Cosa ha messo in luce la crisi? La crisi ha evidenziato la necessità di proporre nuovi modelli di servizio e, di conseguenza, organizzativi per la medicina generale: da un’istituzionalizzazione interna alle Aziende Sanitarie Pubbliche in modo da favorire una più forte identità, accountability al sistema e favorire la progettazione e lo sviluppo di strumenti di coordinamento e integrazione più forti con le aziende sanitarie di riferimento. Si possono inoltre ipotizzare sperimentazioni che possano prevedere la medicina generale – come modalità di risposta ai bisogni dei pazienti – affidata a istituzioni pubbliche o private sotto la stretta governance del decisore pubblico. Al di là della medicina generale, all’interno delle organizzazioni sanitarie sarà comunque necessario riorganizzare percorsi e processi che portino ad una sempre maggiore integrazione ospedale-territorio, incluso il rilancio dell’ambito della prevenzione. Per procedere con il rilancio dell’integrazione H-T (ospedale – territorio), in particolare per gestire i pazienti fragili e cronici, sarà necessario investire anche nella definizione di nuovi ruoli come discharge manager per le dimissioni protette, infermieri di comunità/famiglia, immaginare un’evoluzione delle USCA che sono state utili durante la crisi Covid-19, creando team multiprofessionali, che adeguatamente dotati di tecnologia digitale e perfettamente integrati con servizi di assistenza specializzati possano garantire un forte presidio dell’assistenza di cure primarie sul territorio.

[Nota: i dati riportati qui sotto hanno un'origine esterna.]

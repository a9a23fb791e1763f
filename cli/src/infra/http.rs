//! HTTP plumbing shared by the API and Store clients.
//!
//! `UreqTransport` puts requests on the wire, `RetryingTransport` wraps any
//! transport with bounded exponential backoff, and `check_status`/`decode`
//! apply the status-code mapping every client call shares.

use std::io::Read;
use std::time::Duration;

use percent_encoding::{AsciiSet, CONTROLS, utf8_percent_encode};
use serde::de::DeserializeOwned;

use sd_cmd_common::ApiErrorBody;

use crate::application::ports::{HttpRequest, HttpResponse, HttpTransport};
use crate::domain::error::{CmdError, Service, TransportError};

/// Per-request timeout for both services.
pub const REQUEST_TIMEOUT: Duration = Duration::from_secs(180);

/// Upper bound on a response body (artifacts included).
const MAX_BODY_BYTES: u64 = 512 * 1024 * 1024;

/// Characters escaped inside a single URL path segment.
const PATH_SEGMENT: &AsciiSet = &CONTROLS
    .add(b' ')
    .add(b'"')
    .add(b'#')
    .add(b'%')
    .add(b'/')
    .add(b'<')
    .add(b'>')
    .add(b'?')
    .add(b'\\')
    .add(b'^')
    .add(b'`')
    .add(b'{')
    .add(b'|')
    .add(b'}');

/// Join `segments` onto `base`, percent-encoding each one.
///
/// Trailing slashes on `base` are tolerated.
#[must_use]
pub fn endpoint(base: &str, segments: &[&str]) -> String {
    let mut url = base.trim_end_matches('/').to_string();
    for segment in segments {
        url.push('/');
        url.extend(utf8_percent_encode(segment, PATH_SEGMENT));
    }
    url
}

// ── ureq transport ────────────────────────────────────────────────────────────

/// Blocking transport backed by a `ureq` agent.
///
/// A body larger than the configured limit, or shorter than its
/// `Content-Length`, is an error rather than a short `Ok`.
pub struct UreqTransport {
    agent: ureq::Agent,
    max_body_bytes: u64,
}

impl UreqTransport {
    #[must_use]
    pub fn new(timeout: Duration) -> Self {
        Self {
            agent: ureq::AgentBuilder::new().timeout(timeout).build(),
            max_body_bytes: MAX_BODY_BYTES,
        }
    }

    #[must_use]
    pub fn with_max_body_bytes(mut self, limit: u64) -> Self {
        self.max_body_bytes = limit;
        self
    }
}

impl Default for UreqTransport {
    fn default() -> Self {
        Self::new(REQUEST_TIMEOUT)
    }
}

impl HttpTransport for UreqTransport {
    fn send(&self, request: &HttpRequest) -> Result<HttpResponse, TransportError> {
        let mut call = self.agent.request(request.method.as_str(), &request.url);
        for (name, value) in &request.headers {
            call = call.set(name, value);
        }
        let result = match &request.body {
            Some(body) => call.send_bytes(body),
            None => call.call(),
        };
        let response = match result {
            Ok(r) | Err(ureq::Error::Status(_, r)) => r,
            Err(ureq::Error::Transport(t)) => return Err(classify_transport(&t)),
        };

        let status = response.status();
        let content_type = response.header("Content-Type").map(str::to_string);
        let declared_length = response
            .header("Content-Length")
            .and_then(|v| v.trim().parse::<u64>().ok());
        if let Some(length) = declared_length.filter(|&n| n > self.max_body_bytes) {
            return Err(body_too_large(length, self.max_body_bytes));
        }

        let mut body = Vec::new();
        response
            .into_reader()
            .take(self.max_body_bytes.saturating_add(1))
            .read_to_end(&mut body)
            .map_err(|e| TransportError::Fatal(format!("failed to read response body: {e}")))?;
        let received = body.len() as u64;
        if received > self.max_body_bytes {
            return Err(body_too_large(received, self.max_body_bytes));
        }
        if let Some(length) = declared_length.filter(|&n| n != received) {
            return Err(TransportError::Fatal(format!(
                "response body truncated: received {received} of {length} bytes"
            )));
        }
        Ok(HttpResponse {
            status,
            content_type,
            body,
        })
    }
}

fn body_too_large(length: u64, limit: u64) -> TransportError {
    TransportError::Fatal(format!(
        "response body of {length} bytes exceeds the {limit} byte limit"
    ))
}

fn classify_transport(t: &ureq::Transport) -> TransportError {
    use ureq::ErrorKind;
    match t.kind() {
        ErrorKind::Dns | ErrorKind::ConnectionFailed | ErrorKind::Io | ErrorKind::ProxyConnect => {
            TransportError::Retryable(t.to_string())
        }
        _ => TransportError::Fatal(t.to_string()),
    }
}

// ── Retry decorator ───────────────────────────────────────────────────────────

/// Exponential backoff schedule for transport-level failures.
#[derive(Debug, Clone, Copy, PartialEq)]
pub struct RetryPolicy {
    /// Total attempts, including the first one.
    pub max_attempts: u32,
    pub initial_delay: Duration,
    pub max_delay: Duration,
    pub multiplier: f64,
}

impl Default for RetryPolicy {
    fn default() -> Self {
        Self {
            max_attempts: 4,
            initial_delay: Duration::from_millis(200),
            max_delay: Duration::from_secs(2),
            multiplier: 2.0,
        }
    }
}

impl RetryPolicy {
    /// Delay before retry number `attempt` (0-based), capped at `max_delay`.
    #[must_use]
    pub fn delay_for_attempt(&self, attempt: u32) -> Duration {
        let exponent = i32::try_from(attempt).unwrap_or(i32::MAX);
        let delay = self.initial_delay.as_secs_f64() * self.multiplier.powi(exponent);
        if !delay.is_finite() || delay >= self.max_delay.as_secs_f64() {
            return self.max_delay;
        }
        Duration::from_secs_f64(delay)
    }
}

/// Retries retryable transport failures of the inner transport.
///
/// Completed responses, whatever their status, and fatal transport errors
/// are returned at once.
pub struct RetryingTransport<T> {
    inner: T,
    policy: RetryPolicy,
}

impl<T: HttpTransport> RetryingTransport<T> {
    pub fn new(inner: T, policy: RetryPolicy) -> Self {
        Self { inner, policy }
    }
}

impl<T: HttpTransport> HttpTransport for RetryingTransport<T> {
    fn send(&self, request: &HttpRequest) -> Result<HttpResponse, TransportError> {
        let attempts = self.policy.max_attempts.max(1);
        let mut attempt = 0;
        loop {
            match self.inner.send(request) {
                Err(e) if e.is_retryable() && attempt + 1 < attempts => {
                    let delay = self.policy.delay_for_attempt(attempt);
                    tracing::debug!(
                        method = request.method.as_str(),
                        url = %request.url,
                        attempt = attempt + 1,
                        ?delay,
                        error = %e,
                        "request failed, retrying"
                    );
                    std::thread::sleep(delay);
                    attempt += 1;
                }
                other => return other,
            }
        }
    }
}

// ── Status mapping ────────────────────────────────────────────────────────────

/// Map a completed response to `Ok` (2xx) or the categorized failure.
///
/// # Errors
///
/// 4xx → `Metadata` (or `UnparseableResponse` when the error body does not
/// decode), 5xx → `Server`, anything else → `UnknownTransportOutcome`.
pub fn check_status(service: Service, response: &HttpResponse) -> Result<(), CmdError> {
    let status = response.status;
    match status {
        200..=299 => Ok(()),
        400..=499 => {
            let body: ApiErrorBody = serde_json::from_slice(&response.body).map_err(|e| {
                CmdError::UnparseableResponse {
                    service,
                    status,
                    detail: e.to_string(),
                }
            })?;
            Err(CmdError::Metadata {
                service,
                status,
                reason: body.reason,
                message: body.message,
            })
        }
        500..=599 => Err(CmdError::Server { service, status }),
        _ => Err(CmdError::UnknownTransportOutcome { service, status }),
    }
}

/// `check_status`, then decode the 2xx body as JSON.
///
/// # Errors
///
/// Everything `check_status` returns, plus `UnparseableResponse` when the
/// body does not match `T`.
pub fn decode<T: DeserializeOwned>(service: Service, response: &HttpResponse) -> Result<T, CmdError> {
    check_status(service, response)?;
    serde_json::from_slice(&response.body).map_err(|e| CmdError::UnparseableResponse {
        service,
        status: response.status,
        detail: e.to_string(),
    })
}

/// Send through `transport`, mapping transport failures to `CmdError::Network`.
///
/// # Errors
///
/// Returns `Network` when no response was received.
pub fn send(
    transport: &impl HttpTransport,
    service: Service,
    request: &HttpRequest,
) -> Result<HttpResponse, CmdError> {
    tracing::debug!(
        method = request.method.as_str(),
        url = %request.url,
        %service,
        "sending request"
    );
    let response = transport
        .send(request)
        .map_err(|source| CmdError::Network { service, source })?;
    tracing::debug!(status = response.status, url = %request.url, "response received");
    Ok(response)
}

In qualche modo comunque il sistema si è attrezzato per far fronte ad un’emergenza enorme… L’urgenza dettata dalla pandemia ha richiesto un profondo coinvolgimento di tutti i professionisti e del personale amministrativo, favorendo lo sviluppo di un forte senso di appartenenza al sistema e uno spirito di squadra che ha azzerato le precedenti gerarchie e fatto prevalere sovente un approccio trasversale, multidisciplinare e multi-professionale, alla gestione dei problemi. Questo grande sforzo (spesso definito “eroico”) da parte di chi ha combattuto in prima linea il virus ha confermato la professionalità che caratterizza il personale del nostro SSN. Ora non deve rischiare di venire frustrato dal senso di impotenza percepito dai professionisti nel vedere che le “lezioni” apprese dalla pandemia non vengano adeguatamente colte dai decisori pubblici con azioni e programmi coerenti.